» Task brief: Only the lines below starting at the one that contains "(district) education office." and ending at the one that contains "of this level." are to be reproduced, exactly and with both ends kept.

[Data for analysis]

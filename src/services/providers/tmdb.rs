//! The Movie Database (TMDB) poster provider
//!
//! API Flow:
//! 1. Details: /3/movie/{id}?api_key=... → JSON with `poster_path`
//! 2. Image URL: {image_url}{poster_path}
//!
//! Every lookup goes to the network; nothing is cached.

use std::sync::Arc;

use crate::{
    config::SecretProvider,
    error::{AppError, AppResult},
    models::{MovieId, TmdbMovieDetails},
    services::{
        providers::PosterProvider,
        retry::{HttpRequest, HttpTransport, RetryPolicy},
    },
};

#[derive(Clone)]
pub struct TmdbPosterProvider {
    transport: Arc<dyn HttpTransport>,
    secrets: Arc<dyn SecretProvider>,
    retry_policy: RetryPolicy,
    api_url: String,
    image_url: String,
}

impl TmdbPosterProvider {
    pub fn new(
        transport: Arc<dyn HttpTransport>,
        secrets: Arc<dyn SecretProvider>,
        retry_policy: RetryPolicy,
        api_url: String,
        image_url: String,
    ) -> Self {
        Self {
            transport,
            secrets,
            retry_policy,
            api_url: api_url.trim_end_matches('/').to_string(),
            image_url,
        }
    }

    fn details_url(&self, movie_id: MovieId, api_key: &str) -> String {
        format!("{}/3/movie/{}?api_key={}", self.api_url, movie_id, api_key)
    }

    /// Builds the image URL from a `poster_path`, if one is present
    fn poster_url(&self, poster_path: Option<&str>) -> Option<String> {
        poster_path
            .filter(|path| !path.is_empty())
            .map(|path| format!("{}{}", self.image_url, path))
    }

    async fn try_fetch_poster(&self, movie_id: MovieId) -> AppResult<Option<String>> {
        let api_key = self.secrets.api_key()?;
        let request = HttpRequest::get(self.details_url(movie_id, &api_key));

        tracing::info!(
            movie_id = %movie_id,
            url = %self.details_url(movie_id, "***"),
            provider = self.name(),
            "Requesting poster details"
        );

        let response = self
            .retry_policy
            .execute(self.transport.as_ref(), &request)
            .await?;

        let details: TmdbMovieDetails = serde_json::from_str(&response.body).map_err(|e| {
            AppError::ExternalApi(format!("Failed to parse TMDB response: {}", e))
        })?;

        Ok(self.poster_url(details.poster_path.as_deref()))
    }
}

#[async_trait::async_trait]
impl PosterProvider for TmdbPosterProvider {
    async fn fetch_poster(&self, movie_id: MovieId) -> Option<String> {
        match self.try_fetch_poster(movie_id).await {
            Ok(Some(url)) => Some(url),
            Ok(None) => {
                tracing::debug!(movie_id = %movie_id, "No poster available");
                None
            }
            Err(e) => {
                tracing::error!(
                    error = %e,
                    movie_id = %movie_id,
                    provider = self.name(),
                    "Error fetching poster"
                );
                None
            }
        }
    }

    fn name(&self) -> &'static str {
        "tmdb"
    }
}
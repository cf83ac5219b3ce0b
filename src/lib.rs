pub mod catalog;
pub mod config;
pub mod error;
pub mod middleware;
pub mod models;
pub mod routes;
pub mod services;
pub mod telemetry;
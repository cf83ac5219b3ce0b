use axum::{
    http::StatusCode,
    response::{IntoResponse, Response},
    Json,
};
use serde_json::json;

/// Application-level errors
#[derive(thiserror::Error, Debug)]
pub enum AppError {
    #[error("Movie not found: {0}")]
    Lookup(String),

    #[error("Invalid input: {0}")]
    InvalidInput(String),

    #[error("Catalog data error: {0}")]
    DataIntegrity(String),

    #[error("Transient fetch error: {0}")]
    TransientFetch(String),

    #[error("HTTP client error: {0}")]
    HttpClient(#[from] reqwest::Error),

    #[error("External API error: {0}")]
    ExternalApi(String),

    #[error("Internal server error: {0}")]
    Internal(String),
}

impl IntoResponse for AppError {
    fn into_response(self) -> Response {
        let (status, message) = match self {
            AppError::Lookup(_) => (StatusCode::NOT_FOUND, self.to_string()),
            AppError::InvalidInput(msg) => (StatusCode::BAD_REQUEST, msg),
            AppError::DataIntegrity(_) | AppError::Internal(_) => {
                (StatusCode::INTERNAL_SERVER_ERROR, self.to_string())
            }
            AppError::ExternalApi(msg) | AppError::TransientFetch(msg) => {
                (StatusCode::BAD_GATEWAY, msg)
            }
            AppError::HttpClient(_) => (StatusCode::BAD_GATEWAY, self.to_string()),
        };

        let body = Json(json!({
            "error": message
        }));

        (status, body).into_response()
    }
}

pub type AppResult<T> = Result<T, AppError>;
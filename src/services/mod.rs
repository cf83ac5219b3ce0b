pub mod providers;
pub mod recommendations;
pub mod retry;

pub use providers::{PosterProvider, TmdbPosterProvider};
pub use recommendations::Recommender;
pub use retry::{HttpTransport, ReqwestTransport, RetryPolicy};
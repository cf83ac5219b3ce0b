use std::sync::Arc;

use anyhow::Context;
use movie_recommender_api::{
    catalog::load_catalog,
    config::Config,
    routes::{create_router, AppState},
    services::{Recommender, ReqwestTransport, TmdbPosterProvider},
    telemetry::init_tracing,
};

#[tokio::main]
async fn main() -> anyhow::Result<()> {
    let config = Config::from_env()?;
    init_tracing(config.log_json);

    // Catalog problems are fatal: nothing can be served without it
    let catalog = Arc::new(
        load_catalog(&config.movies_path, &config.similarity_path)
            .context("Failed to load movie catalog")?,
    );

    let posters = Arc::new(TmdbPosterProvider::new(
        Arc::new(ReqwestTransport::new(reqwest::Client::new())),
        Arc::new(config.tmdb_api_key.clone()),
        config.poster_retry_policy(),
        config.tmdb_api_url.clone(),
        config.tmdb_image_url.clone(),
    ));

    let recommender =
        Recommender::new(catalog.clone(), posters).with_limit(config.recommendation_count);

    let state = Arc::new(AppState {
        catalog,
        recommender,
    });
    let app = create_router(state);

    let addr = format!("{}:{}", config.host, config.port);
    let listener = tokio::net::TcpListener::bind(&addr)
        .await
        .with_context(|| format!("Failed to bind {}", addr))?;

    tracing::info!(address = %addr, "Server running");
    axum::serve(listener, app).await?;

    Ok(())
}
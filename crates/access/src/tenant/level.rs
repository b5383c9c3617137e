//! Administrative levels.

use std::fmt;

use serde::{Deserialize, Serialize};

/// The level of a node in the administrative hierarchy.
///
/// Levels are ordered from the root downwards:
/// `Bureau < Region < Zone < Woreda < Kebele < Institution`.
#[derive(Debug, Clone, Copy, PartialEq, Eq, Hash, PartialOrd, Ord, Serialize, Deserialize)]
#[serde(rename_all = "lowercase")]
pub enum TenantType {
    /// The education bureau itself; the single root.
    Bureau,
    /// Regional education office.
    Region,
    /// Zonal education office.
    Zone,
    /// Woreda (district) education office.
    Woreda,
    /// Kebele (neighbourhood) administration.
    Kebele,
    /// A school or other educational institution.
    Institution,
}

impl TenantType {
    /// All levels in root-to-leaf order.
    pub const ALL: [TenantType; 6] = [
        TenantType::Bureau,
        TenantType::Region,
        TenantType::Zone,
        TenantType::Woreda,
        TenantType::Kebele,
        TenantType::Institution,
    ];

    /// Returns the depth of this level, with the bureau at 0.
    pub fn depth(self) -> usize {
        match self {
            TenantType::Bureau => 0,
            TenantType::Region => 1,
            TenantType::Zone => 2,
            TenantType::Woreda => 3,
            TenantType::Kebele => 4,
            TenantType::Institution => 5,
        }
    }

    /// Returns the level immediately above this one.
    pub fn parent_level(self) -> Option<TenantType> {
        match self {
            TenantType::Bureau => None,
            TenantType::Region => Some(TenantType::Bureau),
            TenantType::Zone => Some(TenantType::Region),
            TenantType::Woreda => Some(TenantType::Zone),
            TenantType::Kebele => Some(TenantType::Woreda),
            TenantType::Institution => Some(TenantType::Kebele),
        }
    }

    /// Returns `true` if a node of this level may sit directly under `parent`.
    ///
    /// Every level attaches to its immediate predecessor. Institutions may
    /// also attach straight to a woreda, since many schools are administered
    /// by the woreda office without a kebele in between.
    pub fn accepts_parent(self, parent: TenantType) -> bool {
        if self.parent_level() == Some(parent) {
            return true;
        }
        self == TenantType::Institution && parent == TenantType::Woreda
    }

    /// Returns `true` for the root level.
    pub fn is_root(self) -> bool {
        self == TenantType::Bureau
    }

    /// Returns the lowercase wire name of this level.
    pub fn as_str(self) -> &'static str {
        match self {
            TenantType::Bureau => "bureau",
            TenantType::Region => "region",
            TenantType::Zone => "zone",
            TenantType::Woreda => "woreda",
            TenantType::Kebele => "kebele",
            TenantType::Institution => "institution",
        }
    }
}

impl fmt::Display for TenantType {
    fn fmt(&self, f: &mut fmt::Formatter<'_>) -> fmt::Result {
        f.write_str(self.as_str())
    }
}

[/Data for analysis]

» Task answer:
    /// Woreda (district) education office.
    Woreda,
    /// Kebele (neighbourhood) administration.
    Kebele,
    /// A school or other educational institution.
    Institution,
}

impl TenantType {
    /// All levels in root-to-leaf order.
    pub const ALL: [TenantType; 6] = [
        TenantType::Bureau,
        TenantType::Region,
        TenantType::Zone,
        TenantType::Woreda,
        TenantType::Kebele,
        TenantType::Institution,
    ];

    /// Returns the depth of this level, with the bureau at 0.
    pub fn depth(self) -> usize {
        match self {
            TenantType::Bureau => 0,
            TenantType::Region => 1,
            TenantType::Zone => 2,
            TenantType::Woreda => 3,
            TenantType::Kebele => 4,
            TenantType::Institution => 5,
        }
    }

    /// Returns the level immediately above this one.
    pub fn parent_level(self) -> Option<TenantType> {
        match self {
            TenantType::Bureau => None,
            TenantType::Region => Some(TenantType::Bureau),
            TenantType::Zone => Some(TenantType::Region),
            TenantType::Woreda => Some(TenantType::Zone),
            TenantType::Kebele => Some(TenantType::Woreda),
            TenantType::Institution => Some(TenantType::Kebele),
        }
    }

    /// Returns `true` if a node of this level may sit directly under `parent`.
    ///
    /// Every level attaches to its immediate predecessor. Institutions may
    /// also attach straight to a woreda, since many schools are administered
    /// by the woreda office without a kebele in between.
    pub fn accepts_parent(self, parent: TenantType) -> bool {
        if self.parent_level() == Some(parent) {
            return true;
        }
        self == TenantType::Institution && parent == TenantType::Woreda
    }

    /// Returns `true` for the root level.
    pub fn is_root(self) -> bool {
        self == TenantType::Bureau
    }

    /// Returns the lowercase wire name of this level.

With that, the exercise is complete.